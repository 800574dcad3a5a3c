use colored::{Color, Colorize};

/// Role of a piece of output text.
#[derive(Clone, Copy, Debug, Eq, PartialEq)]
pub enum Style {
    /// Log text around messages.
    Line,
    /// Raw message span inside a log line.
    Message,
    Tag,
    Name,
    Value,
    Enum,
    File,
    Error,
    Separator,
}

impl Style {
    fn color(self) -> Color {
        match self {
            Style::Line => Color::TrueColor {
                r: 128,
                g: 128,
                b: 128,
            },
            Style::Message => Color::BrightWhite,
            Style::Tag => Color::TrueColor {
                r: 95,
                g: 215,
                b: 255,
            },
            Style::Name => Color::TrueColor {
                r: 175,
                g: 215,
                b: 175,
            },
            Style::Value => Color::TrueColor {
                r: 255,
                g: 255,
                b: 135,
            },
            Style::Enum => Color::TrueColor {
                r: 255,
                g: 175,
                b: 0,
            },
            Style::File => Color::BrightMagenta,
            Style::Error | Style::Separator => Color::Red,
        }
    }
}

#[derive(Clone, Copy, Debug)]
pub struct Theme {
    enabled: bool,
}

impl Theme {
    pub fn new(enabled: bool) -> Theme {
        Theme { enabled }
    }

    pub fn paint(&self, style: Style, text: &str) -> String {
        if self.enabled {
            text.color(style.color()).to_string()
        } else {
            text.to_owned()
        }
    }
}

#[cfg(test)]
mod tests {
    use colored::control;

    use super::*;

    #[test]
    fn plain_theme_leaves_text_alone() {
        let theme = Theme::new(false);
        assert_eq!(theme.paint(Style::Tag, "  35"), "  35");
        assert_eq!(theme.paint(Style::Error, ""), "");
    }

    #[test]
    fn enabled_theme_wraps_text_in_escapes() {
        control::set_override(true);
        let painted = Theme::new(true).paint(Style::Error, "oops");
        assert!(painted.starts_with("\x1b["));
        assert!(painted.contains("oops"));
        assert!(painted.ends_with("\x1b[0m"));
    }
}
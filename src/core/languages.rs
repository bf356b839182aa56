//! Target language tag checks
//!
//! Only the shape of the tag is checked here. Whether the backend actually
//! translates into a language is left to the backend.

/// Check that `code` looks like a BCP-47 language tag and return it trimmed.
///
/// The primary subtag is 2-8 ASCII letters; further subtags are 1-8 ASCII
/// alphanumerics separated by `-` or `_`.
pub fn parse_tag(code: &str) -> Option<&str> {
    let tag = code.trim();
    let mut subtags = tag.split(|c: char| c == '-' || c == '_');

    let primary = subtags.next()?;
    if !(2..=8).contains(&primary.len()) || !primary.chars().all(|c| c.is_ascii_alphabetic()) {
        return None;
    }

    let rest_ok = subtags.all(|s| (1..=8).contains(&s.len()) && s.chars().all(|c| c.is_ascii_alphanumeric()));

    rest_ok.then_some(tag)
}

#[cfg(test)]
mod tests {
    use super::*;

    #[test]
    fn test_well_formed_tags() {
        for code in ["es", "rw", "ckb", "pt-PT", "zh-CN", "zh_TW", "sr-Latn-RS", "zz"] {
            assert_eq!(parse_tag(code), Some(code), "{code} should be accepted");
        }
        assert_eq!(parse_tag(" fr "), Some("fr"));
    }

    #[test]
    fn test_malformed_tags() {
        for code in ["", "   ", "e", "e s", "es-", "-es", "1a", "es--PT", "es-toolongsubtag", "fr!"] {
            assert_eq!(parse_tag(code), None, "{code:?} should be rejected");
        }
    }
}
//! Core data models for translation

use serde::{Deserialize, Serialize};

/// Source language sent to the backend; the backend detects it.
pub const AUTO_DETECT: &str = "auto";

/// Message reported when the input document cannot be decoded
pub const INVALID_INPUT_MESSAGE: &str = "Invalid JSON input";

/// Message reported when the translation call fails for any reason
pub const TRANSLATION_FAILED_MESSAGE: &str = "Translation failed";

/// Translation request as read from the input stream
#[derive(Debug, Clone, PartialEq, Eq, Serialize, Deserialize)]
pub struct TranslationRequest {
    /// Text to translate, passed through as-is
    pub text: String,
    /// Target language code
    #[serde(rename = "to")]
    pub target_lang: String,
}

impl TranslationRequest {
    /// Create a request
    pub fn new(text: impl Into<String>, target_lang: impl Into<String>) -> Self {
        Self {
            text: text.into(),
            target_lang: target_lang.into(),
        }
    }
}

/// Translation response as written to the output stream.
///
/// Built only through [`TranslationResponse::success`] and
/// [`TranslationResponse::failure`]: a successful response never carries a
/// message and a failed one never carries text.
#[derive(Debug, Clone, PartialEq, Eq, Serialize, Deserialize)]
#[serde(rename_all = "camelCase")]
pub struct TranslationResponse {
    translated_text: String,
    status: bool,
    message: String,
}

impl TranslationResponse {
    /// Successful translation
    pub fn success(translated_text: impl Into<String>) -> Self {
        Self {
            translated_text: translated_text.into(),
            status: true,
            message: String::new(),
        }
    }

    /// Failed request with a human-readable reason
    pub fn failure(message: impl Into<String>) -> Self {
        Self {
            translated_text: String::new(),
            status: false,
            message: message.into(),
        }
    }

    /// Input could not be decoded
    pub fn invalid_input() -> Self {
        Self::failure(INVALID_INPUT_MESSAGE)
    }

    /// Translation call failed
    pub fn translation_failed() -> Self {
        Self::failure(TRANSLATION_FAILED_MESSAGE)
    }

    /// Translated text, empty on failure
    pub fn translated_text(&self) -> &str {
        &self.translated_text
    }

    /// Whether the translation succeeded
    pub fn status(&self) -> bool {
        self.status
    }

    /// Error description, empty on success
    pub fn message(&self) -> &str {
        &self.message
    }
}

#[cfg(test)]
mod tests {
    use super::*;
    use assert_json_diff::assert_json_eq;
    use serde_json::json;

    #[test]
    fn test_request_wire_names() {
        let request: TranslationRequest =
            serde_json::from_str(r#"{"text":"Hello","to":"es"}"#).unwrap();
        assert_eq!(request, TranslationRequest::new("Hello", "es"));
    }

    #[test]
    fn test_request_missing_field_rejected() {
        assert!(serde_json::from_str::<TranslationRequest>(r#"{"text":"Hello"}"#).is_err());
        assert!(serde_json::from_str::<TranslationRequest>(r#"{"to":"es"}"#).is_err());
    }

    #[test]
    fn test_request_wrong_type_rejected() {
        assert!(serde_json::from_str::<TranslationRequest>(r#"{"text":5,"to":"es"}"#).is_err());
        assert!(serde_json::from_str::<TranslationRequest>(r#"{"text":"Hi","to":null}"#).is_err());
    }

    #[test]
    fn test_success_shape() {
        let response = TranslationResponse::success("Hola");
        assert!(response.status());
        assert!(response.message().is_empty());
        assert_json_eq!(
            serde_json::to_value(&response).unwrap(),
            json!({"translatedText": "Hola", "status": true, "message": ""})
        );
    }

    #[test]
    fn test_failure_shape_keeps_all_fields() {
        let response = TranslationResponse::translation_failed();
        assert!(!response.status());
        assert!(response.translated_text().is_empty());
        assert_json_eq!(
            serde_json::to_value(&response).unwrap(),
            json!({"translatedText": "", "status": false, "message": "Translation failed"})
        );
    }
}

+--

WORK TO BE COMPLETED. Copy range, inclusive: the line holding "return None;" to the line holding "the input stream". Reproduce exactly those lines of the records above and no others.

REPLY TO THE TASK.
        return None;
    }

    let rest_ok = subtags.all(|s| (1..=8).contains(&s.len()) && s.chars().all(|c| c.is_ascii_alphanumeric()));

    rest_ok.then_some(tag)
}

#[cfg(test)]
mod tests {
    use super::*;

    #[test]
    fn test_well_formed_tags() {
        for code in ["es", "rw", "ckb", "pt-PT", "zh-CN", "zh_TW", "sr-Latn-RS", "zz"] {
            assert_eq!(parse_tag(code), Some(code), "{code} should be accepted");
        }
        assert_eq!(parse_tag(" fr "), Some("fr"));
    }

    #[test]
    fn test_malformed_tags() {
        for code in ["", "   ", "e", "e s", "es-", "-es", "1a", "es--PT", "es-toolongsubtag", "fr!"] {
            assert_eq!(parse_tag(code), None, "{code:?} should be rejected");
        }
    }
}
//! Core data models for translation

use serde::{Deserialize, Serialize};

/// Source language sent to the backend; the backend detects it.
pub const AUTO_DETECT: &str = "auto";

/// Message reported when the input document cannot be decoded
pub const INVALID_INPUT_MESSAGE: &str = "Invalid JSON input";

/// Message reported when the translation call fails for any reason
pub const TRANSLATION_FAILED_MESSAGE: &str = "Translation failed";

/// Translation request as read from the input stream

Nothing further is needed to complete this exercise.